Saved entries
━━━━
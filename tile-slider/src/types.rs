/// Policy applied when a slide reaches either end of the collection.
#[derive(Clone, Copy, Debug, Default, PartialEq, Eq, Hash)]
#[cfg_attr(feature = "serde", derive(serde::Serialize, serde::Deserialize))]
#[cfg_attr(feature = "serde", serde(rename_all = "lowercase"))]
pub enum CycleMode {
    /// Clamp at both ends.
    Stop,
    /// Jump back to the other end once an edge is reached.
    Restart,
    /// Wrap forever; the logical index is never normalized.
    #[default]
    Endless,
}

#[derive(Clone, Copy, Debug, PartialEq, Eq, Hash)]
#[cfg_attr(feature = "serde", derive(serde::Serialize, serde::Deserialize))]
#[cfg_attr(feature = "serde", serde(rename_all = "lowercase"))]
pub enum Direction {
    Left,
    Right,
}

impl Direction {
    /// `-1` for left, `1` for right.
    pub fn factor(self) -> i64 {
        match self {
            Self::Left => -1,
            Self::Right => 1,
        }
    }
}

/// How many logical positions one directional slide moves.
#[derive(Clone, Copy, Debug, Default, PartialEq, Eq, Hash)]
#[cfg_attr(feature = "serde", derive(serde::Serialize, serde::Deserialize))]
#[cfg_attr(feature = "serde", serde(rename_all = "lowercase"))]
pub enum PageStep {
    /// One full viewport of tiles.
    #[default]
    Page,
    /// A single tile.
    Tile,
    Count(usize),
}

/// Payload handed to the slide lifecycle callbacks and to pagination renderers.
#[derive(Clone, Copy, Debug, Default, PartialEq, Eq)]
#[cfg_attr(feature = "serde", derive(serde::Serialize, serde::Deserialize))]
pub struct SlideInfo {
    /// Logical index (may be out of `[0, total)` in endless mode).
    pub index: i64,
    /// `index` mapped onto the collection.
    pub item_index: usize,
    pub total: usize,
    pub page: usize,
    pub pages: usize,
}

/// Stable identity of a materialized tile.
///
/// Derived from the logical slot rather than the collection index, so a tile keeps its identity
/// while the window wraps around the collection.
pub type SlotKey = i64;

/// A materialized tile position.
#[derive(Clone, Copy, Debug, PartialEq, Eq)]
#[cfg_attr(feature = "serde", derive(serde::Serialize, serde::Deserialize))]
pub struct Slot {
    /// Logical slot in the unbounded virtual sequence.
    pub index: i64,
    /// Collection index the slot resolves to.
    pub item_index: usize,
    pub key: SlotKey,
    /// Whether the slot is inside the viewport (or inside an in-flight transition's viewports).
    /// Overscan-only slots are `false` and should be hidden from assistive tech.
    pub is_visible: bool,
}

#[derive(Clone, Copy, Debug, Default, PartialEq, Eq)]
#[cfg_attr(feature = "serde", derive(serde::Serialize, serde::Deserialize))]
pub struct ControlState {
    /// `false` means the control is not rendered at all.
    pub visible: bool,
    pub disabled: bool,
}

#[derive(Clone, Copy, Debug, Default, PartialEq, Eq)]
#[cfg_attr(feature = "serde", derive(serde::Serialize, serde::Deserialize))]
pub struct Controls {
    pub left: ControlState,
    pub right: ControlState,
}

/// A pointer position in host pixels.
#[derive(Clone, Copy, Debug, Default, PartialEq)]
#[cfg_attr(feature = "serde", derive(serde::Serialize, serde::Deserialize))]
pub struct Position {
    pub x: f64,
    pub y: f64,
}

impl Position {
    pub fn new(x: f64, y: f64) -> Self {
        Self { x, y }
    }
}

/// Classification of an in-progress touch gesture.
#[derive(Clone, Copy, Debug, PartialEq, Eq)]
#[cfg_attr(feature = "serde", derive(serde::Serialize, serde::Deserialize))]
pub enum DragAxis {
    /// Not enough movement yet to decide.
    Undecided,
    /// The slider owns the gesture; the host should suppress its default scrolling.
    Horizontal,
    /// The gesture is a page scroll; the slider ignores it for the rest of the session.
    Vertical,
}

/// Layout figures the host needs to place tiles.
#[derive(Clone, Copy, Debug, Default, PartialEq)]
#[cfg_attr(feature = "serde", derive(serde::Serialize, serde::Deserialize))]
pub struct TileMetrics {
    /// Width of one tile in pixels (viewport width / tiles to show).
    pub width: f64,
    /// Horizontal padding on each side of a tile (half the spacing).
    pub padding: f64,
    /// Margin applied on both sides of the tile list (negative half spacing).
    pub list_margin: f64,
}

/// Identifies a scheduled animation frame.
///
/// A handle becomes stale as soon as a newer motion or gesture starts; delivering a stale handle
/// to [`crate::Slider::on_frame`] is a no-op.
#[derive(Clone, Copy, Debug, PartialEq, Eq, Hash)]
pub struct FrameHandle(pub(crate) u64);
━━━━
What you need to do → Write only the number of lines in the records that contain the string "struct".

Answer below → 7